#[cfg(test)]
mod tests {
    use super::*;
    use crate::utils::dates::parse_date;
    use serde_json::{json, Value};
    use std::path::Path;
    use wiremock::{
        matchers::{method, path, query_param},
        Mock, MockServer, ResponseTemplate,
    };

    fn raw(value: Value) -> RawFixture {
        serde_json::from_value(value).unwrap()
    }

    fn fixture_json(id: u64, short: &str, country: &str, league: &str) -> Value {
        json!({
            "fixture": { "id": id, "date": "2025-03-17T15:00:00+00:00",
                         "status": { "long": "Not Started", "short": short } },
            "league": { "id": 39, "name": league, "country": country, "season": 2024 },
            "teams": { "home": { "id": id * 10, "name": format!("Home {id}") },
                       "away": { "id": id * 10 + 1, "name": format!("Away {id}") } },
            "goals": { "home": null, "away": null }
        })
    }

    fn envelope(response: Value) -> ResponseTemplate {
        ResponseTemplate::new(200).set_body_json(json!({ "errors": [], "response": response }))
    }

    fn pipeline(server: &MockServer, data_dir: &Path) -> FixturePipeline {
        FixturePipeline::new(
            ApiFootballClient::with_base_url("key".to_string(), server.uri()),
            PipelineConfig {
                data_dir: data_dir.to_path_buf(),
                ..PipelineConfig::default()
            },
        )
    }

    #[test]
    fn test_discard_cancelled_removes_only_cancelled() {
        let fixtures = vec![
            raw(fixture_json(1, "CANC", "England", "Premier League")),
            raw(fixture_json(2, "NS", "England", "Premier League")),
        ];
        let kept = discard_cancelled(fixtures);

        assert_eq!(kept.len(), 1);
        assert_eq!(kept[0].fixture.id, Some(2));
    }

    #[tokio::test]
    async fn test_enrich_fixture_with_every_sub_fetch_failing() {
        let server = MockServer::start().await;
        Mock::given(method("GET"))
            .respond_with(ResponseTemplate::new(500))
            .mount(&server)
            .await;

        let dir = tempfile::tempdir().unwrap();
        let pipeline = pipeline(&server, dir.path());
        let enriched = pipeline
            .enrich_fixture(&raw(fixture_json(1, "NS", "England", "Premier League")))
            .await;

        assert_eq!(enriched.fixture.id, Some(1));
        assert_eq!(enriched.teams.home.name.as_deref(), Some("Home 1"));
        assert_eq!(enriched.league.country.as_deref(), Some("England"));
        assert!(enriched.odds.is_empty());
        assert!(enriched.head_to_head.is_empty());
        assert_eq!(enriched.teams_stats.home.id, Some(10));
        assert_eq!(enriched.teams_stats.home.stats, TeamStatistics::default());
        assert_eq!(enriched.teams_stats.away.standings, Standing::default());
    }

    #[tokio::test]
    async fn test_enrich_fixture_merges_sub_fetches() {
        let server = MockServer::start().await;

        Mock::given(method("GET"))
            .and(path("/odds"))
            .and(query_param("fixture", "1"))
            .and(query_param("bookmaker", "8"))
            .and(query_param("bet", "1"))
            .respond_with(envelope(json!([{ "bookmakers": [{ "id": 8, "name": "Bet365",
                "bets": [{ "id": 1, "name": "Match Winner", "values": [
                    { "value": "Home", "odd": "1.70" },
                    { "value": "Draw", "odd": "3.80" },
                    { "value": "Away", "odd": "5.00" } ] }] }] }])))
            .mount(&server)
            .await;

        Mock::given(method("GET"))
            .and(path("/fixtures/headtohead"))
            .and(query_param("h2h", "10-11"))
            .respond_with(envelope(json!([{
                "fixture": { "id": 500, "date": "2024-11-02T15:00:00+00:00" },
                "teams": { "home": { "id": 11, "name": "Away 1" }, "away": { "id": 10, "name": "Home 1" } },
                "goals": { "home": 0, "away": 2 }
            }])))
            .mount(&server)
            .await;

        // Home statistics without a goals block
        Mock::given(method("GET"))
            .and(path("/teams/statistics"))
            .and(query_param("team", "10"))
            .respond_with(envelope(json!({ "form": "WWDLW" })))
            .mount(&server)
            .await;

        Mock::given(method("GET"))
            .and(path("/teams/statistics"))
            .and(query_param("team", "11"))
            .respond_with(envelope(json!({
                "form": "LLD",
                "goals": { "for": { "average": { "total": "0.9" } },
                           "against": { "average": { "total": "2.1" } } }
            })))
            .mount(&server)
            .await;

        Mock::given(method("GET"))
            .and(path("/standings"))
            .and(query_param("team", "10"))
            .respond_with(envelope(json!([{ "league": { "id": 39, "season": 2024,
                "standings": [[ { "rank": 2, "team": { "id": 10 }, "points": 50 } ]] } }])))
            .mount(&server)
            .await;

        let dir = tempfile::tempdir().unwrap();
        let pipeline = pipeline(&server, dir.path());
        let enriched = pipeline
            .enrich_fixture(&raw(fixture_json(1, "NS", "England", "Premier League")))
            .await;

        assert_eq!(enriched.odds.len(), 1);
        assert_eq!(enriched.odds[0].values[0].odd, 1.7);
        assert_eq!(enriched.head_to_head.len(), 1);
        assert_eq!(enriched.head_to_head[0].goals.away, Some(2));

        let home = &enriched.teams_stats.home;
        assert_eq!(home.stats.form, "WWDLW");
        assert_eq!(home.stats.goals.scored.average, 0.0);
        assert_eq!(home.stats.goals.against.average, 0.0);
        assert_eq!(home.standings.rank, Some(2));

        let away = &enriched.teams_stats.away;
        assert_eq!(away.stats.goals.against.average, 2.1);
        assert_eq!(away.standings, Standing::default());
    }

    #[tokio::test]
    async fn test_enrich_fixture_without_ids_skips_sub_fetches() {
        let server = MockServer::start().await;
        let dir = tempfile::tempdir().unwrap();
        let pipeline = pipeline(&server, dir.path());

        let enriched = pipeline
            .enrich_fixture(&raw(json!({ "fixture": { "date": "2025-03-17" } })))
            .await;

        assert_eq!(enriched.fixture.id, None);
        assert!(server.received_requests().await.unwrap().is_empty());
    }

    #[tokio::test]
    async fn test_collect_fixtures_survives_failing_dates() {
        let server = MockServer::start().await;

        Mock::given(method("GET"))
            .and(path("/fixtures"))
            .and(query_param("date", "2025-03-17"))
            .respond_with(envelope(json!([
                fixture_json(1, "NS", "England", "Premier League"),
                fixture_json(2, "CANC", "England", "Premier League")
            ])))
            .mount(&server)
            .await;

        Mock::given(method("GET"))
            .and(path("/fixtures"))
            .and(query_param("date", "2025-03-18"))
            .respond_with(ResponseTemplate::new(503))
            .mount(&server)
            .await;

        Mock::given(method("GET"))
            .and(path("/fixtures"))
            .and(query_param("date", "2025-03-19"))
            .respond_with(envelope(json!([fixture_json(3, "NS", "World", "Friendlies")])))
            .mount(&server)
            .await;

        let dir = tempfile::tempdir().unwrap();
        let pipeline = pipeline(&server, dir.path());
        let dates = fetch_window(parse_date("2025-03-17").unwrap(), 3);
        let fixtures = pipeline.collect_fixtures(&dates).await;

        let ids: Vec<_> = fixtures.iter().map(|f| f.fixture.id).collect();
        assert_eq!(ids, vec![Some(1), Some(3)]);
    }

    #[tokio::test]
    async fn test_run_without_fixtures_writes_nothing() {
        let server = MockServer::start().await;
        Mock::given(method("GET"))
            .and(path("/fixtures"))
            .respond_with(envelope(json!([])))
            .mount(&server)
            .await;

        let dir = tempfile::tempdir().unwrap();
        let data_dir = dir.path().join("data");
        let pipeline = pipeline(&server, &data_dir);

        let outcome = pipeline.run(parse_date("2025-03-17").unwrap()).await.unwrap();
        assert_eq!(outcome, RunOutcome::NoFixtures);
        assert!(!data_dir.exists());
    }

    #[tokio::test]
    async fn test_enrich_all_processes_fixtures_in_order() {
        let server = MockServer::start().await;
        Mock::given(method("GET"))
            .respond_with(envelope(json!([])))
            .mount(&server)
            .await;

        let dir = tempfile::tempdir().unwrap();
        let pipeline = pipeline(&server, dir.path());
        let fixtures = vec![
            raw(fixture_json(1, "NS", "England", "Premier League")),
            raw(fixture_json(2, "NS", "England", "Premier League")),
            raw(fixture_json(3, "NS", "England", "Premier League")),
        ];
        let groups = pipeline.enrich_all(fixtures).await;

        let ids: Vec<_> = groups.domestic["England"].leagues["Premier League"]
            .fixtures
            .iter()
            .map(|f| f.fixture.id)
            .collect();
        assert_eq!(ids, vec![Some(1), Some(2), Some(3)]);

        // All sub-fetches of one fixture happen before the next fixture starts
        let requests = server.received_requests().await.unwrap();
        let odds_order: Vec<String> = requests
            .iter()
            .filter(|r| r.url.path() == "/odds")
            .filter_map(|r| {
                r.url
                    .query_pairs()
                    .find(|(k, _)| k == "fixture")
                    .map(|(_, v)| v.into_owned())
            })
            .collect();
        assert_eq!(odds_order, vec!["1", "2", "3"]);

        let paths: Vec<&str> = requests.iter().map(|r| r.url.path()).collect();
        assert_eq!(paths.len(), 18);
        assert_eq!(
            &paths[..6],
            &[
                "/odds",
                "/fixtures/headtohead",
                "/teams/statistics",
                "/teams/statistics",
                "/standings",
                "/standings"
            ]
        );
    }

    #[tokio::test]
    async fn test_job_runner_skips_when_busy() {
        let server = MockServer::start().await;
        let dir = tempfile::tempdir().unwrap();
        let runner = JobRunner::new(pipeline(&server, dir.path()));

        let held = runner.running.lock().await;
        assert!(runner.is_running());
        let result = runner.try_run(parse_date("2025-03-17").unwrap()).await;
        assert!(matches!(result, Err(RunError::AlreadyRunning)));
        drop(held);

        assert!(!runner.is_running());
    }
}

------------------------------------------------

Work item: The string to find is "short"; copy every line of the listing that has it.

Answer for the task:
    fn fixture_json(id: u64, short: &str, country: &str, league: &str) -> Value {
                         "status": { "long": "Not Started", "short": short } },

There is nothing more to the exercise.